***** Stored data

//! # Kinodynamic search module
//!
//! Searches a discrete-time motion-primitive graph for a risk-bounded,
//! kinematically feasible reference path. Vertices are primitive terminal
//! states `(t, p, v)`; edges are constant-acceleration primitives of fixed
//! duration.

// ------------------------------------------------------------------------------------------------
// MODULES
// ------------------------------------------------------------------------------------------------

pub mod kino_astar;

// ------------------------------------------------------------------------------------------------
// IMPORTS
// ------------------------------------------------------------------------------------------------

use nalgebra::Vector3;

// ------------------------------------------------------------------------------------------------
// EXPORTS
// ------------------------------------------------------------------------------------------------

pub use kino_astar::KinoAstar;

// ------------------------------------------------------------------------------------------------
// STRUCTS
// ------------------------------------------------------------------------------------------------

/// One timed node of the reference path.
#[derive(Debug, Clone, Copy)]
pub struct TimedNode {
    /// Time of the node, in seconds from the start of the plan.
    pub time_s: f64,

    /// Position, in meters. The search emits map-centered coordinates; the
    /// supervisor shifts them to the world frame before corridor generation.
    pub position_m: Vector3<f64>,

    /// Velocity, in meters/second.
    pub velocity_ms: Vector3<f64>,
}

/// One dense sample of a reference path or trajectory.
#[derive(Debug, Clone, Copy)]
pub struct TrajSample {
    pub time_s: f64,
    pub position_m: Vector3<f64>,
    pub velocity_ms: Vector3<f64>,
    pub acceleration_ms2: Vector3<f64>,
}

// ------------------------------------------------------------------------------------------------
// ENUMS
// ------------------------------------------------------------------------------------------------

#[derive(Debug, thiserror::Error)]
pub enum SearchError {
    #[error("No path to the goal exists in the current map")]
    NoPath,

    #[error("Search exceeded its expansion or wall-clock budget")]
    Timeout,

    #[error("Search produced a degenerate path of {0} nodes")]
    DegeneratePath(usize),

    #[error("Search start state lies outside the map")]
    StartOutOfMap,
}

// ------------------------------------------------------------------------------------------------
// PUBLIC FUNCTIONS
// ------------------------------------------------------------------------------------------------

/// Reconstruct dense samples along a node path by integrating the constant
/// acceleration of each primitive.
///
/// The first sample of each primitive after the first is skipped, since it
/// coincides with the last sample of the previous one.
pub fn sample_path(nodes: &[TimedNode], dt_sample_s: f64) -> Vec<TrajSample> {
    let mut out = Vec::new();
    if nodes.is_empty() {
        return out;
    }

    for pair in nodes.windows(2) {
        let (n1, n2) = (&pair[0], &pair[1]);
        let dt_node = n2.time_s - n1.time_s;
        if dt_node <= 0.0 {
            continue;
        }
        let acc = (n2.velocity_ms - n1.velocity_ms) / dt_node;

        let num = (dt_node / dt_sample_s).round().max(1.0) as usize;
        let start_j = if out.is_empty() { 0 } else { 1 };
        for j in start_j..=num {
            let t = if j == num {
                dt_node
            } else {
                j as f64 * dt_sample_s
            };
            out.push(TrajSample {
                time_s: n1.time_s + t,
                position_m: n1.position_m + n1.velocity_ms * t + 0.5 * acc * t * t,
                velocity_ms: n1.velocity_ms + acc * t,
                acceleration_ms2: acc,
            });
        }
    }

    out
}

// ------------------------------------------------------------------------------------------------
// TESTS
// ------------------------------------------------------------------------------------------------

#[cfg(test)]
mod test {
    use super::*;

    #[test]
    fn test_sample_path_constant_acceleration() {
        let nodes = vec![
            TimedNode {
                time_s: 0.0,
                position_m: Vector3::zeros(),
                velocity_ms: Vector3::zeros(),
            },
            TimedNode {
                time_s: 1.0,
                position_m: Vector3::new(0.5, 0.0, 0.0),
                velocity_ms: Vector3::new(1.0, 0.0, 0.0),
            },
        ];

        let samples = sample_path(&nodes, 0.25);

        // a = 1.0 m/s^2; at t = 0.5 the position is 0.125 m
        let s = samples
            .iter()
            .find(|s| (s.time_s - 0.5).abs() < 1e-9)
            .unwrap();
        assert!((s.position_m.x - 0.125).abs() < 1e-9);
        assert!((s.velocity_ms.x - 0.5).abs() < 1e-9);
        assert!((s.acceleration_ms2.x - 1.0).abs() < 1e-9);

        // The last sample is the terminal node
        let last = samples.last().unwrap();
        assert!((last.position_m.x - 0.5).abs() < 1e-9);
    }

    #[test]
    fn test_sample_path_no_duplicate_junction_samples() {
        let nodes = vec![
            TimedNode {
                time_s: 0.0,
                position_m: Vector3::zeros(),
                velocity_ms: Vector3::new(1.0, 0.0, 0.0),
            },
            TimedNode {
                time_s: 1.0,
                position_m: Vector3::new(1.0, 0.0, 0.0),
                velocity_ms: Vector3::new(1.0, 0.0, 0.0),
            },
            TimedNode {
                time_s: 2.0,
                position_m: Vector3::new(2.0, 0.0, 0.0),
                velocity_ms: Vector3::new(1.0, 0.0, 0.0),
            },
        ];

        let samples = sample_path(&nodes, 0.5);
        for pair in samples.windows(2) {
            assert!(pair[1].time_s > pair[0].time_s);
        }
    }
}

**********

Work task => Write out all of the entries above, exactly and in full.

Solution to the problem =>
//! # Kinodynamic search module
//!
//! Searches a discrete-time motion-primitive graph for a risk-bounded,
//! kinematically feasible reference path. Vertices are primitive terminal
//! states `(t, p, v)`; edges are constant-acceleration primitives of fixed
//! duration.

// ------------------------------------------------------------------------------------------------
// MODULES
// ------------------------------------------------------------------------------------------------

pub mod kino_astar;

// ------------------------------------------------------------------------------------------------
// IMPORTS
// ------------------------------------------------------------------------------------------------

use nalgebra::Vector3;

// ------------------------------------------------------------------------------------------------
// EXPORTS
// ------------------------------------------------------------------------------------------------

pub use kino_astar::KinoAstar;

// ------------------------------------------------------------------------------------------------
// STRUCTS
// ------------------------------------------------------------------------------------------------

/// One timed node of the reference path.
#[derive(Debug, Clone, Copy)]
pub struct TimedNode {
    /// Time of the node, in seconds from the start of the plan.
    pub time_s: f64,

    /// Position, in meters. The search emits map-centered coordinates; the
    /// supervisor shifts them to the world frame before corridor generation.
    pub position_m: Vector3<f64>,

    /// Velocity, in meters/second.
    pub velocity_ms: Vector3<f64>,
}

/// One dense sample of a reference path or trajectory.
#[derive(Debug, Clone, Copy)]
pub struct TrajSample {
    pub time_s: f64,
    pub position_m: Vector3<f64>,
    pub velocity_ms: Vector3<f64>,
    pub acceleration_ms2: Vector3<f64>,
}

// ------------------------------------------------------------------------------------------------
// ENUMS
// ------------------------------------------------------------------------------------------------

#[derive(Debug, thiserror::Error)]
pub enum SearchError {
    #[error("No path to the goal exists in the current map")]
    NoPath,

    #[error("Search exceeded its expansion or wall-clock budget")]
    Timeout,

    #[error("Search produced a degenerate path of {0} nodes")]
    DegeneratePath(usize),

    #[error("Search start state lies outside the map")]
    StartOutOfMap,
}

// ------------------------------------------------------------------------------------------------
// PUBLIC FUNCTIONS
// ------------------------------------------------------------------------------------------------

/// Reconstruct dense samples along a node path by integrating the constant
/// acceleration of each primitive.
///
/// The first sample of each primitive after the first is skipped, since it
/// coincides with the last sample of the previous one.
pub fn sample_path(nodes: &[TimedNode], dt_sample_s: f64) -> Vec<TrajSample> {
    let mut out = Vec::new();
    if nodes.is_empty() {
        return out;
    }

    for pair in nodes.windows(2) {
        let (n1, n2) = (&pair[0], &pair[1]);
        let dt_node = n2.time_s - n1.time_s;
        if dt_node <= 0.0 {
            continue;
        }
        let acc = (n2.velocity_ms - n1.velocity_ms) / dt_node;

        let num = (dt_node / dt_sample_s).round().max(1.0) as usize;
        let start_j = if out.is_empty() { 0 } else { 1 };
        for j in start_j..=num {
            let t = if j == num {
                dt_node
            } else {
                j as f64 * dt_sample_s
            };
            out.push(TrajSample {
                time_s: n1.time_s + t,
                position_m: n1.position_m + n1.velocity_ms * t + 0.5 * acc * t * t,
                velocity_ms: n1.velocity_ms + acc * t,
                acceleration_ms2: acc,
            });
        }
    }

    out
}

// ------------------------------------------------------------------------------------------------
// TESTS
// ------------------------------------------------------------------------------------------------

#[cfg(test)]
mod test {
    use super::*;

    #[test]
    fn test_sample_path_constant_acceleration() {
        let nodes = vec![
            TimedNode {
                time_s: 0.0,
                position_m: Vector3::zeros(),
                velocity_ms: Vector3::zeros(),
            },
            TimedNode {
                time_s: 1.0,
                position_m: Vector3::new(0.5, 0.0, 0.0),
                velocity_ms: Vector3::new(1.0, 0.0, 0.0),
            },
        ];

        let samples = sample_path(&nodes, 0.25);

        // a = 1.0 m/s^2; at t = 0.5 the position is 0.125 m
        let s = samples
            .iter()
            .find(|s| (s.time_s - 0.5).abs() < 1e-9)
            .unwrap();
        assert!((s.position_m.x - 0.125).abs() < 1e-9);
        assert!((s.velocity_ms.x - 0.5).abs() < 1e-9);
        assert!((s.acceleration_ms2.x - 1.0).abs() < 1e-9);

        // The last sample is the terminal node
        let last = samples.last().unwrap();
        assert!((last.position_m.x - 0.5).abs() < 1e-9);
    }

    #[test]
    fn test_sample_path_no_duplicate_junction_samples() {
        let nodes = vec![
            TimedNode {
                time_s: 0.0,
                position_m: Vector3::zeros(),
                velocity_ms: Vector3::new(1.0, 0.0, 0.0),
            },
            TimedNode {
                time_s: 1.0,
                position_m: Vector3::new(1.0, 0.0, 0.0),
                velocity_ms: Vector3::new(1.0, 0.0, 0.0),
            },
            TimedNode {
                time_s: 2.0,
                position_m: Vector3::new(2.0, 0.0, 0.0),
                velocity_ms: Vector3::new(1.0, 0.0, 0.0),
            },
        ];

        let samples = sample_path(&nodes, 0.5);
        for pair in samples.windows(2) {
            assert!(pair[1].time_s > pair[0].time_s);
        }
    }
}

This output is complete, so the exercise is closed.